A letter by Albert Einstein mocking God and religion will be auctioned off later this year in New York.
The letter, written in German in 1954 to philosopher Eric Gutkind, offers a window into the religious views of the acclaimed physicist.
“The word God is for me is nothing more than the expression and product of human weaknesses, the Bible a collection of honorable, but still primitive legends which are nevertheless pretty childish,” wrote the Jewish Nobel Prize-winning scientist. “No interpretation, no matter how subtle, can (for me) change this.”
Einstein wrote to Gutkind after reading his book Choose Life: The Biblical Call to Revolt.

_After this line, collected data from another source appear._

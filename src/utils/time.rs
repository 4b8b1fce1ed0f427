use chrono::{DateTime, Duration, NaiveDate, NaiveTime, TimeZone, Utc};

/// This is the standard way of showing a date on the dashboard. For example `Oct 19, 2026`.
pub fn date_to_display_name(date: NaiveDate) -> String {
    date.format("%b %-d, %Y").to_string()
}

/// Returns the first moment of the day `moment` belongs to, in the same timezone.
///
/// Some timezones skip midnight during a DST change. In that case the first existing hour of the
/// day is used.
pub fn start_of_day<Tz: TimeZone>(moment: &DateTime<Tz>) -> DateTime<Tz> {
    let tz = moment.timezone();
    let midnight = moment.date_naive().and_time(NaiveTime::MIN);
    tz.from_local_datetime(&midnight)
        .earliest()
        .or_else(|| {
            tz.from_local_datetime(&(midnight + Duration::hours(1)))
                .earliest()
        })
        .unwrap_or_else(|| moment.clone())
}

/// Local midnight of the day `now` falls on in `tz`, as a UTC instant. The offset is the one in
/// effect at midnight, which differs from the current one on days the clocks change.
pub fn start_of_today_in<Tz: TimeZone>(now: DateTime<Utc>, tz: &Tz) -> DateTime<Utc> {
    start_of_day(&now.with_timezone(tz)).with_timezone(&Utc)
}

/// Zone with one daylight saving period, used to pin clock changes in tests.
#[cfg(test)]
pub(crate) mod test_zone {
    use chrono::{
        DateTime, FixedOffset, LocalResult, NaiveDate, NaiveDateTime, NaiveTime, TimeZone, Utc,
    };

    #[derive(Debug, Clone, Copy)]
    pub struct DstZone {
        pub standard: FixedOffset,
        /// UTC instant clocks move one hour forward.
        pub dst_start: DateTime<Utc>,
        /// UTC instant clocks move back to standard time.
        pub dst_end: DateTime<Utc>,
    }

    impl DstZone {
        /// America/New_York during 2025.
        pub fn new_york_2025() -> Self {
            Self {
                standard: FixedOffset::west_opt(5 * 3600).unwrap(),
                dst_start: Utc.with_ymd_and_hms(2025, 3, 9, 7, 0, 0).unwrap(),
                dst_end: Utc.with_ymd_and_hms(2025, 11, 2, 6, 0, 0).unwrap(),
            }
        }

        /// Standard time UTC-4, clocks jump from 00:00 straight to 01:00 on 2025-09-07.
        pub fn midnight_gap_2025() -> Self {
            Self {
                standard: FixedOffset::west_opt(4 * 3600).unwrap(),
                dst_start: Utc.with_ymd_and_hms(2025, 9, 7, 4, 0, 0).unwrap(),
                dst_end: Utc.with_ymd_and_hms(2026, 4, 5, 3, 0, 0).unwrap(),
            }
        }

        fn daylight(&self) -> FixedOffset {
            FixedOffset::east_opt(self.standard.local_minus_utc() + 3600).unwrap()
        }
    }

    impl TimeZone for DstZone {
        type Offset = FixedOffset;

        fn from_offset(offset: &FixedOffset) -> Self {
            // Only the zone itself produces these offsets, so the rules don't matter here.
            Self {
                standard: *offset,
                dst_start: DateTime::<Utc>::MAX_UTC,
                dst_end: DateTime::<Utc>::MAX_UTC,
            }
        }

        fn offset_from_local_date(&self, local: &NaiveDate) -> LocalResult<FixedOffset> {
            self.offset_from_local_datetime(&local.and_time(NaiveTime::MIN))
        }

        fn offset_from_local_datetime(&self, local: &NaiveDateTime) -> LocalResult<FixedOffset> {
            let candidates = [self.daylight(), self.standard]
                .into_iter()
                .filter(|offset| {
                    let utc = *local - *offset;
                    self.offset_from_utc_datetime(&utc) == *offset
                })
                .collect::<Vec<_>>();
            match candidates[..] {
                [] => LocalResult::None,
                [offset] => LocalResult::Single(offset),
                // Daylight offset maps to the earlier UTC instant.
                [daylight, standard, ..] => LocalResult::Ambiguous(daylight, standard),
            }
        }

        fn offset_from_utc_date(&self, utc: &NaiveDate) -> FixedOffset {
            self.offset_from_utc_datetime(&utc.and_time(NaiveTime::MIN))
        }

        fn offset_from_utc_datetime(&self, utc: &NaiveDateTime) -> FixedOffset {
            let utc = utc.and_utc();
            if utc >= self.dst_start && utc < self.dst_end {
                self.daylight()
            } else {
                self.standard
            }
        }
    }
}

“For me the Jewish religion like all other religions is an incarnation of the most childish superstition,” Einstein continued in his letter. “And the Jewish people to whom I gladly belong, and whose thinking I have a deep affinity for, have no different quality for me than all other people. As far as my experience goes, they are also no better than other human groups, although they are protected from the worst cancers by a lack of power. Otherwise I cannot see anything ‘chosen’ about them.”
Einstein died the following year, in 1955. The letter is slated to be auctioned off at Christie’s in New York on December 4, after being available for viewing for five days.
The auction house estimates it could be sold for at least $1 million.
In 2012, the letter was put up for auction on eBay with a starting bid of $3 million but never sold. The anonymous owner purchased the letter in 2008 at Bloomsbury Auctions in London for $404,000.
Last year, a note written by Einstein on the “theory of happiness” was sold by a Jerusalem auction house for $1.5 million. That letter, written in Tokyo in 1922, simply stated: “A calm and modest life brings more happiness than the pursuit of success combined with constant restlessness.”